*ABOUT THIS TASK:*
In the data below, find each line containing the string "axum" and return it.

(Data entries)
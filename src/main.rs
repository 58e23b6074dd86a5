use std::sync::Arc;
use std::time::Duration;

use tokio::net::TcpListener;

use turbo_server::auth::jwt::{load_or_generate_jwt_secret, LocalVerifier};
use turbo_server::auth::remote::RemoteAuth;
use turbo_server::auth::IdentityResolver;
use turbo_server::broker::{Broker, MemoryBroker, NsqBroker};
use turbo_server::chat::bridge::BrokerBridge;
use turbo_server::cleanup::{CleanupPool, StorageTarget};
use turbo_server::config::{generate_config_template, BrokerKind, Config};
use turbo_server::db::{self, SqliteGateway};
use turbo_server::routes;
use turbo_server::state::AppState;
use turbo_server::ws::actor::Keepalive;
use turbo_server::ws::ConnectionRegistry;

#[tokio::main]
async fn main() -> Result<(), Box<dyn std::error::Error>> {
    // Load config with layered precedence: defaults < TOML < env < CLI
    let config = Config::load()?;

    // Handle --generate-config: print template and exit
    if config.generate_config {
        print!("{}", generate_config_template());
        return Ok(());
    }

    let filter = tracing_subscriber::EnvFilter::try_from_default_env()
        .or_else(|_| tracing_subscriber::EnvFilter::try_new("turbo_server=info"))?;
    if config.json_logs {
        tracing_subscriber::fmt().json().with_env_filter(filter).init();
    } else {
        tracing_subscriber::fmt().pretty().with_env_filter(filter).init();
    }

    tracing::info!("Turbo server v{} starting", env!("CARGO_PKG_VERSION"));

    // Initialize SQLite database (schema is migrated on open)
    let db = db::init_db(&config.data_dir)?;
    let gateway = SqliteGateway::new(db.clone());

    let jwt_secret = load_or_generate_jwt_secret(&config.jwt_secret, &config.data_dir)?;
    let mut identity = IdentityResolver::new(LocalVerifier::new(jwt_secret));
    if let Some(base) = config.auth_base() {
        identity = identity.with_remote(RemoteAuth::new(base, config.auth_api_key.clone())?);
    }
    if identity.has_remote() {
        tracing::info!(auth_url = ?config.auth_base(), "Remote auth enabled, local verification as fallback");
    } else {
        tracing::info!("No auth provider configured, tokens are verified locally only");
    }

    let broker: Arc<dyn Broker> = match config.broker {
        BrokerKind::Memory => Arc::new(MemoryBroker::default()),
        BrokerKind::Nsq => Arc::new(NsqBroker::connect(&config.nsqd_address, &config.channel).await?),
    };

    // One subscription per process feeds every local connection.
    let connections = ConnectionRegistry::new();
    let bridge = BrokerBridge::new(broker, &config.topic);
    bridge.start_fanout(connections.clone()).await?;

    let storage = match (config.auth_base(), config.storage_service_key.as_deref()) {
        (Some(base), Some(key)) if !key.is_empty() => Some(StorageTarget {
            base_url: base.to_string(),
            service_key: key.to_string(),
        }),
        _ => None,
    };
    let cleanup = CleanupPool::spawn(config.cleanup_workers, config.cleanup_queue, storage.clone())?;

    let app_state = AppState {
        db,
        gateway: Arc::new(gateway),
        connections,
        identity,
        bridge,
        cleanup,
        storage,
        outbound_queue: config.outbound_queue,
        idle_timeout: config.idle_timeout_secs.map(Duration::from_secs),
        keepalive: Keepalive::default(),
    };

    let app = routes::build_router(app_state);

    // Bind and serve
    let addr = format!("{}:{}", config.bind_address, config.port);
    let listener = TcpListener::bind(&addr).await?;
    tracing::info!("Listening on {}", addr);

    axum::serve(listener, app).await?;

    Ok(())
}
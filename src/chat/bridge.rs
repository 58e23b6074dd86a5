//! Broker round-trip: ingest publishes every forwarded event to one topic and
//! a single per-process subscription broadcasts whatever the broker delivers.
//! Senders see their own messages only through this path.

use std::sync::atomic::{AtomicBool, Ordering};
use std::sync::Arc;

use bytes::Bytes;
use serde_json::{Map, Value};
use tokio::task::JoinHandle;

use crate::broker::{Broker, BrokerError};
use crate::ws::ConnectionRegistry;

#[derive(Clone)]
pub struct BrokerBridge {
    broker: Arc<dyn Broker>,
    topic: Arc<str>,
    subscribed: Arc<AtomicBool>,
}

impl BrokerBridge {
    pub fn new(broker: Arc<dyn Broker>, topic: &str) -> Self {
        Self {
            broker,
            topic: Arc::from(topic),
            subscribed: Arc::new(AtomicBool::new(false)),
        }
    }

    pub fn topic(&self) -> &str {
        &self.topic
    }

    /// Serialize and publish one event to the chat topic.
    pub async fn publish(&self, event: &Map<String, Value>) -> Result<(), BrokerError> {
        let payload = serde_json::to_vec(event)
            .map_err(|e| BrokerError::Protocol(format!("unserializable event: {}", e)))?;
        self.broker.publish(&self.topic, Bytes::from(payload)).await
    }

    /// Subscribe to the topic and spawn the fan-out task.
    /// Allowed once per bridge; a second call fails with `AlreadySubscribed`.
    pub async fn start_fanout(
        &self,
        registry: ConnectionRegistry,
    ) -> Result<JoinHandle<()>, BrokerError> {
        if self.subscribed.swap(true, Ordering::SeqCst) {
            return Err(BrokerError::AlreadySubscribed(self.topic.to_string()));
        }

        let mut subscription = match self.broker.subscribe(&self.topic).await {
            Ok(subscription) => subscription,
            Err(e) => {
                self.subscribed.store(false, Ordering::SeqCst);
                return Err(e);
            }
        };

        let topic = self.topic.clone();
        tracing::info!(topic = %topic, "Broker fan-out subscribed");

        Ok(tokio::spawn(async move {
            while let Some(payload) = subscription.next().await {
                match serde_json::from_slice::<Value>(&payload) {
                    Ok(event) => {
                        let report = registry.broadcast(&event);
                        tracing::debug!(
                            topic = %topic,
                            attempted = report.attempted,
                            delivered = report.delivered,
                            "Broadcast broker message"
                        );
                    }
                    Err(e) => {
                        tracing::warn!(topic = %topic, error = %e, "Dropping undecodable broker payload");
                    }
                }
            }
            tracing::warn!(topic = %topic, "Broker subscription ended");
        }))
    }
}
pub mod actor;
pub mod broadcast;
pub mod handler;
pub mod handshake;
pub mod protocol;

use std::collections::HashMap;
use std::sync::{Arc, Mutex, MutexGuard, PoisonError};

use tokio::sync::mpsc;
use uuid::Uuid;

pub use broadcast::BroadcastReport;

/// Identity slot of a live connection in the registry.
pub type ConnectionId = Uuid;

/// Sender half of a connection's bounded outbound queue.
/// The connection's writer task owns the socket sink and drains this queue.
pub type ConnectionSender = mpsc::Sender<axum::extract::ws::Message>;

/// Registry of live WebSocket connections.
///
/// One mutex guards the whole membership map so `broadcast` sees a consistent
/// snapshot. Membership is owned by the connection's read loop: it adds itself
/// on start and removes itself on exit; nothing else removes entries.
#[derive(Clone, Default)]
pub struct ConnectionRegistry {
    members: Arc<Mutex<HashMap<ConnectionId, ConnectionSender>>>,
}

impl ConnectionRegistry {
    pub fn new() -> Self {
        Self::default()
    }

    pub fn add(&self, id: ConnectionId, sender: ConnectionSender) {
        let count = {
            let mut members = self.lock();
            members.insert(id, sender);
            members.len()
        };
        tracing::debug!(connection_id = %id, connections = count, "Connection registered");
    }

    /// Returns whether the connection was present.
    pub fn remove(&self, id: ConnectionId) -> bool {
        let (removed, count) = {
            let mut members = self.lock();
            let removed = members.remove(&id).is_some();
            (removed, members.len())
        };
        tracing::debug!(connection_id = %id, connections = count, "Connection unregistered");
        removed
    }

    pub fn contains(&self, id: ConnectionId) -> bool {
        self.lock().contains_key(&id)
    }

    pub fn len(&self) -> usize {
        self.lock().len()
    }

    pub fn is_empty(&self) -> bool {
        self.lock().is_empty()
    }

    // A panic while holding the lock cannot leave the map half-updated, so a
    // poisoned lock is still safe to use.
    fn lock(&self) -> MutexGuard<'_, HashMap<ConnectionId, ConnectionSender>> {
        self.members.lock().unwrap_or_else(PoisonError::into_inner)
    }
}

*RESULT:*
    axum::serve(listener, app).await?;
pub type ConnectionSender = mpsc::Sender<axum::extract::ws::Message>;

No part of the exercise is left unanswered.